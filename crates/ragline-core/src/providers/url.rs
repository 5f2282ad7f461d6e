//! URL loader for web pages

use super::html::{extract_title, html_to_text, looks_like_html};
use super::{SourceLoader, TextFilter};
use crate::error::{RaglineError, Result};
use crate::index::DocumentRecord;
use async_trait::async_trait;
use reqwest::{Client, StatusCode};
use std::time::Duration;

/// Loader fetching web pages over HTTP
pub struct URLLoader {
    client: Client,
    filter: TextFilter,
}

impl URLLoader {
    pub fn new(timeout_secs: u64, filter: TextFilter) -> Result<Self> {
        let client = Client::builder()
            .user_agent(concat!("ragline/", env!("CARGO_PKG_VERSION")))
            .timeout(Duration::from_secs(timeout_secs))
            .redirect(reqwest::redirect::Policy::limited(10))
            .build()?;
        Ok(Self { client, filter })
    }

    async fn fetch_url(&self, url: &str) -> Result<String> {
        let response = self.client.get(url).send().await.map_err(|e| {
            if e.is_timeout() {
                RaglineError::Source(format!("Request timeout fetching {}", url))
            } else if e.is_connect() {
                RaglineError::Source(format!("Connection error fetching {}", url))
            } else {
                RaglineError::Source(format!("Failed to fetch URL {}: {}", url, e))
            }
        })?;

        let status = response.status();
        if !status.is_success() {
            let msg = match status {
                StatusCode::NOT_FOUND => format!("URL not found (404): {}", url),
                StatusCode::TOO_MANY_REQUESTS => {
                    format!("Rate limit exceeded (429): {}", url)
                }
                s => format!(
                    "HTTP error {} ({}): {}",
                    s.as_u16(),
                    s.canonical_reason().unwrap_or("Unknown error"),
                    url
                ),
            };
            return Err(RaglineError::Source(msg));
        }

        response.text().await.map_err(|e| {
            RaglineError::Source(format!("Failed to read response body from {}: {}", url, e))
        })
    }

    /// Turn a fetched body into a filtered document
    fn to_document(&self, url: &str, body: &str) -> DocumentRecord {
        let (text, description) = if looks_like_html(body) {
            (
                html_to_text(body),
                extract_title(body).unwrap_or_else(|| url.to_string()),
            )
        } else {
            (body.to_string(), url.to_string())
        };
        DocumentRecord::new(url, self.filter.apply(&text), description)
    }
}

#[async_trait]
impl SourceLoader for URLLoader {
    fn loader_type(&self) -> &'static str {
        "url"
    }

    async fn load(&self, source: &str) -> Result<Vec<DocumentRecord>> {
        let body = self.fetch_url(source).await?;
        Ok(vec![self.to_document(source, &body)])
    }
}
══════════════════════════════
* _What you need to do_: Return each line of the records above in which the word "StatusCode" occurs.

* _Finished exercise_:
use reqwest::{Client, StatusCode};
                StatusCode::NOT_FOUND => format!("URL not found (404): {}", url),
                StatusCode::TOO_MANY_REQUESTS => {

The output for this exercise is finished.